Top of Working data

//! Storage layer for gradebook.
//!
//! This module provides `SQLite`-based persistent storage for students and
//! their grades. Uniqueness and referential integrity are enforced by the
//! database itself, so every insert is a single atomic statement that either
//! lands completely or not at all.

pub mod migrations;
pub mod schema;

use std::path::{Path, PathBuf};

use rusqlite::{params, Connection, OptionalExtension};
use tracing::{debug, info};

use crate::error::{Error, Result};
use crate::model::{GradeEntry, Student, StudentOption};

/// Storage engine for student records.
#[derive(Debug)]
pub struct Storage {
    /// Path to the database file.
    path: PathBuf,
    /// Database connection.
    conn: Connection,
}

impl Storage {
    /// Open or create a storage database at the given path.
    ///
    /// Creates the parent directories and database file if they don't exist,
    /// turns on foreign key enforcement, and initializes the schema.
    ///
    /// # Errors
    ///
    /// Returns an error if the database cannot be opened or schema initialization fails.
    pub fn open(path: impl AsRef<Path>) -> Result<Self> {
        let path = path.as_ref().to_path_buf();

        if let Some(parent) = path.parent() {
            if !parent.as_os_str().is_empty() && !parent.exists() {
                std::fs::create_dir_all(parent).map_err(|source| Error::DirectoryCreate {
                    path: parent.to_path_buf(),
                    source,
                })?;
            }
        }

        debug!("Opening database at {}", path.display());
        let conn = Connection::open(&path).map_err(|source| Error::DatabaseOpen {
            path: path.clone(),
            source,
        })?;

        conn.execute_batch("PRAGMA journal_mode=WAL; PRAGMA synchronous=NORMAL;")?;
        Self::prepare(&conn)?;

        info!("Database opened successfully at {}", path.display());
        Ok(Self { path, conn })
    }

    /// Create an in-memory storage instance for testing.
    ///
    /// # Errors
    ///
    /// Returns an error if the in-memory database cannot be created.
    pub fn open_in_memory() -> Result<Self> {
        let conn = Connection::open_in_memory().map_err(|source| Error::DatabaseOpen {
            path: PathBuf::from(":memory:"),
            source,
        })?;

        Self::prepare(&conn)?;

        Ok(Self {
            path: PathBuf::from(":memory:"),
            conn,
        })
    }

    fn prepare(conn: &Connection) -> Result<()> {
        // SQLite leaves foreign keys off unless asked, per connection
        conn.execute_batch("PRAGMA foreign_keys = ON;")?;
        migrations::initialize_schema(conn)
    }

    /// Get the path to the database file.
    #[must_use]
    pub fn path(&self) -> &Path {
        &self.path
    }

    /// Re-run the idempotent schema initialization.
    ///
    /// # Errors
    ///
    /// Returns an error if schema creation fails.
    pub fn initialize_schema(&self) -> Result<()> {
        migrations::initialize_schema(&self.conn)
    }

    /// Insert a student and return the assigned id.
    ///
    /// # Errors
    ///
    /// Returns [`Error::DatabaseQuery`] carrying the constraint violation if
    /// the registration number or email is already taken.
    pub fn insert_student(
        &self,
        name: &str,
        registration_number: &str,
        email: Option<&str>,
    ) -> Result<i64> {
        self.conn.execute(
            "INSERT INTO students (name, registration_number, email) VALUES (?1, ?2, ?3)",
            params![name, registration_number, email],
        )?;

        let id = self.conn.last_insert_rowid();
        debug!("Inserted student with id {}", id);
        Ok(id)
    }

    /// Insert a grade for an existing student and return the assigned id.
    ///
    /// # Errors
    ///
    /// Returns [`Error::DatabaseQuery`] if `student_id` does not reference a
    /// student or the insert otherwise fails.
    pub fn insert_grade(&self, student_id: i64, subject: &str, score: f64) -> Result<i64> {
        self.conn.execute(
            "INSERT INTO grades (student_id, subject, score) VALUES (?1, ?2, ?3)",
            params![student_id, subject, score],
        )?;

        let id = self.conn.last_insert_rowid();
        debug!("Inserted grade with id {} for student {}", id, student_id);
        Ok(id)
    }

    /// All students in insertion order.
    ///
    /// # Errors
    ///
    /// Returns an error if the database operation fails.
    pub fn students(&self) -> Result<Vec<Student>> {
        let mut stmt = self.conn.prepare(
            r"
            SELECT id, name, registration_number, email
            FROM students ORDER BY id
            ",
        )?;

        let students = stmt
            .query_map([], Self::row_to_student)?
            .collect::<std::result::Result<Vec<_>, _>>()?;

        Ok(students)
    }

    /// Id, name and registration number of every student, in insertion order.
    ///
    /// # Errors
    ///
    /// Returns an error if the database operation fails.
    pub fn student_options(&self) -> Result<Vec<StudentOption>> {
        let mut stmt = self
            .conn
            .prepare("SELECT id, name, registration_number FROM students ORDER BY id")?;

        let options = stmt
            .query_map([], |row| {
                Ok(StudentOption {
                    id: row.get(0)?,
                    name: row.get(1)?,
                    registration_number: row.get(2)?,
                })
            })?
            .collect::<std::result::Result<Vec<_>, _>>()?;

        Ok(options)
    }

    /// Look up a student by registration number.
    ///
    /// # Errors
    ///
    /// Returns an error if the database operation fails.
    pub fn student_by_registration(&self, registration_number: &str) -> Result<Option<Student>> {
        let student = self
            .conn
            .query_row(
                r"
                SELECT id, name, registration_number, email
                FROM students WHERE registration_number = ?1
                ",
                [registration_number],
                Self::row_to_student,
            )
            .optional()?;
        Ok(student)
    }

    /// All grades joined with the student's name, ordered by student name,
    /// then subject, then grade id.
    ///
    /// # Errors
    ///
    /// Returns an error if the database operation fails.
    pub fn grade_entries(&self) -> Result<Vec<GradeEntry>> {
        let mut stmt = self.conn.prepare(
            r"
            SELECT grades.id, students.name, grades.subject, grades.score
            FROM grades
            JOIN students ON grades.student_id = students.id
            ORDER BY students.name, grades.subject, grades.id
            ",
        )?;

        let entries = stmt
            .query_map([], |row| {
                Ok(GradeEntry {
                    id: row.get(0)?,
                    student_name: row.get(1)?,
                    subject: row.get(2)?,
                    score: row.get(3)?,
                })
            })?
            .collect::<std::result::Result<Vec<_>, _>>()?;

        Ok(entries)
    }

    /// Count registered students.
    ///
    /// # Errors
    ///
    /// Returns an error if the database operation fails.
    pub fn count_students(&self) -> Result<i64> {
        let count = self
            .conn
            .query_row("SELECT COUNT(*) FROM students", [], |row| row.get(0))?;
        Ok(count)
    }

    /// Count recorded grades.
    ///
    /// # Errors
    ///
    /// Returns an error if the database operation fails.
    pub fn count_grades(&self) -> Result<i64> {
        let count = self
            .conn
            .query_row("SELECT COUNT(*) FROM grades", [], |row| row.get(0))?;
        Ok(count)
    }

    fn row_to_student(row: &rusqlite::Row) -> rusqlite::Result<Student> {
        Ok(Student {
            id: row.get(0)?,
            name: row.get(1)?,
            registration_number: row.get(2)?,
            email: row.get(3)?,
        })
    }
}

Bottom of Working data

- Work to complete -
Each record above is to be returned verbatim.

- Reply -
//! Storage layer for gradebook.
//!
//! This module provides `SQLite`-based persistent storage for students and
//! their grades. Uniqueness and referential integrity are enforced by the
//! database itself, so every insert is a single atomic statement that either
//! lands completely or not at all.

pub mod migrations;
pub mod schema;

use std::path::{Path, PathBuf};

use rusqlite::{params, Connection, OptionalExtension};
use tracing::{debug, info};

use crate::error::{Error, Result};
use crate::model::{GradeEntry, Student, StudentOption};

/// Storage engine for student records.
#[derive(Debug)]
pub struct Storage {
    /// Path to the database file.
    path: PathBuf,
    /// Database connection.
    conn: Connection,
}

impl Storage {
    /// Open or create a storage database at the given path.
    ///
    /// Creates the parent directories and database file if they don't exist,
    /// turns on foreign key enforcement, and initializes the schema.
    ///
    /// # Errors
    ///
    /// Returns an error if the database cannot be opened or schema initialization fails.
    pub fn open(path: impl AsRef<Path>) -> Result<Self> {
        let path = path.as_ref().to_path_buf();

        if let Some(parent) = path.parent() {
            if !parent.as_os_str().is_empty() && !parent.exists() {
                std::fs::create_dir_all(parent).map_err(|source| Error::DirectoryCreate {
                    path: parent.to_path_buf(),
                    source,
                })?;
            }
        }

        debug!("Opening database at {}", path.display());
        let conn = Connection::open(&path).map_err(|source| Error::DatabaseOpen {
            path: path.clone(),
            source,
        })?;

        conn.execute_batch("PRAGMA journal_mode=WAL; PRAGMA synchronous=NORMAL;")?;
        Self::prepare(&conn)?;

        info!("Database opened successfully at {}", path.display());
        Ok(Self { path, conn })
    }

    /// Create an in-memory storage instance for testing.
    ///
    /// # Errors
    ///
    /// Returns an error if the in-memory database cannot be created.
    pub fn open_in_memory() -> Result<Self> {
        let conn = Connection::open_in_memory().map_err(|source| Error::DatabaseOpen {
            path: PathBuf::from(":memory:"),
            source,
        })?;

        Self::prepare(&conn)?;

        Ok(Self {
            path: PathBuf::from(":memory:"),
            conn,
        })
    }

    fn prepare(conn: &Connection) -> Result<()> {
        // SQLite leaves foreign keys off unless asked, per connection
        conn.execute_batch("PRAGMA foreign_keys = ON;")?;
        migrations::initialize_schema(conn)
    }

    /// Get the path to the database file.
    #[must_use]
    pub fn path(&self) -> &Path {
        &self.path
    }

    /// Re-run the idempotent schema initialization.
    ///
    /// # Errors
    ///
    /// Returns an error if schema creation fails.
    pub fn initialize_schema(&self) -> Result<()> {
        migrations::initialize_schema(&self.conn)
    }

    /// Insert a student and return the assigned id.
    ///
    /// # Errors
    ///
    /// Returns [`Error::DatabaseQuery`] carrying the constraint violation if
    /// the registration number or email is already taken.
    pub fn insert_student(
        &self,
        name: &str,
        registration_number: &str,
        email: Option<&str>,
    ) -> Result<i64> {
        self.conn.execute(
            "INSERT INTO students (name, registration_number, email) VALUES (?1, ?2, ?3)",
            params![name, registration_number, email],
        )?;

        let id = self.conn.last_insert_rowid();
        debug!("Inserted student with id {}", id);
        Ok(id)
    }

    /// Insert a grade for an existing student and return the assigned id.
    ///
    /// # Errors
    ///
    /// Returns [`Error::DatabaseQuery`] if `student_id` does not reference a
    /// student or the insert otherwise fails.
    pub fn insert_grade(&self, student_id: i64, subject: &str, score: f64) -> Result<i64> {
        self.conn.execute(
            "INSERT INTO grades (student_id, subject, score) VALUES (?1, ?2, ?3)",
            params![student_id, subject, score],
        )?;

        let id = self.conn.last_insert_rowid();
        debug!("Inserted grade with id {} for student {}", id, student_id);
        Ok(id)
    }

    /// All students in insertion order.
    ///
    /// # Errors
    ///
    /// Returns an error if the database operation fails.
    pub fn students(&self) -> Result<Vec<Student>> {
        let mut stmt = self.conn.prepare(
            r"
            SELECT id, name, registration_number, email
            FROM students ORDER BY id
            ",
        )?;

        let students = stmt
            .query_map([], Self::row_to_student)?
            .collect::<std::result::Result<Vec<_>, _>>()?;

        Ok(students)
    }

    /// Id, name and registration number of every student, in insertion order.
    ///
    /// # Errors
    ///
    /// Returns an error if the database operation fails.
    pub fn student_options(&self) -> Result<Vec<StudentOption>> {
        let mut stmt = self
            .conn
            .prepare("SELECT id, name, registration_number FROM students ORDER BY id")?;

        let options = stmt
            .query_map([], |row| {
                Ok(StudentOption {
                    id: row.get(0)?,
                    name: row.get(1)?,
                    registration_number: row.get(2)?,
                })
            })?
            .collect::<std::result::Result<Vec<_>, _>>()?;

        Ok(options)
    }

    /// Look up a student by registration number.
    ///
    /// # Errors
    ///
    /// Returns an error if the database operation fails.
    pub fn student_by_registration(&self, registration_number: &str) -> Result<Option<Student>> {
        let student = self
            .conn
            .query_row(
                r"
                SELECT id, name, registration_number, email
                FROM students WHERE registration_number = ?1
                ",
                [registration_number],
                Self::row_to_student,
            )
            .optional()?;
        Ok(student)
    }

    /// All grades joined with the student's name, ordered by student name,
    /// then subject, then grade id.
    ///
    /// # Errors
    ///
    /// Returns an error if the database operation fails.
    pub fn grade_entries(&self) -> Result<Vec<GradeEntry>> {
        let mut stmt = self.conn.prepare(
            r"
            SELECT grades.id, students.name, grades.subject, grades.score
            FROM grades
            JOIN students ON grades.student_id = students.id
            ORDER BY students.name, grades.subject, grades.id
            ",
        )?;

        let entries = stmt
            .query_map([], |row| {
                Ok(GradeEntry {
                    id: row.get(0)?,
                    student_name: row.get(1)?,
                    subject: row.get(2)?,
                    score: row.get(3)?,
                })
            })?
            .collect::<std::result::Result<Vec<_>, _>>()?;

        Ok(entries)
    }

    /// Count registered students.
    ///
    /// # Errors
    ///
    /// Returns an error if the database operation fails.
    pub fn count_students(&self) -> Result<i64> {
        let count = self
            .conn
            .query_row("SELECT COUNT(*) FROM students", [], |row| row.get(0))?;
        Ok(count)
    }

    /// Count recorded grades.
    ///
    /// # Errors
    ///
    /// Returns an error if the database operation fails.
    pub fn count_grades(&self) -> Result<i64> {
        let count = self
            .conn
            .query_row("SELECT COUNT(*) FROM grades", [], |row| row.get(0))?;
        Ok(count)
    }

    fn row_to_student(row: &rusqlite::Row) -> rusqlite::Result<Student> {
        Ok(Student {
            id: row.get(0)?,
            name: row.get(1)?,
            registration_number: row.get(2)?,
            email: row.get(3)?,
        })
    }
}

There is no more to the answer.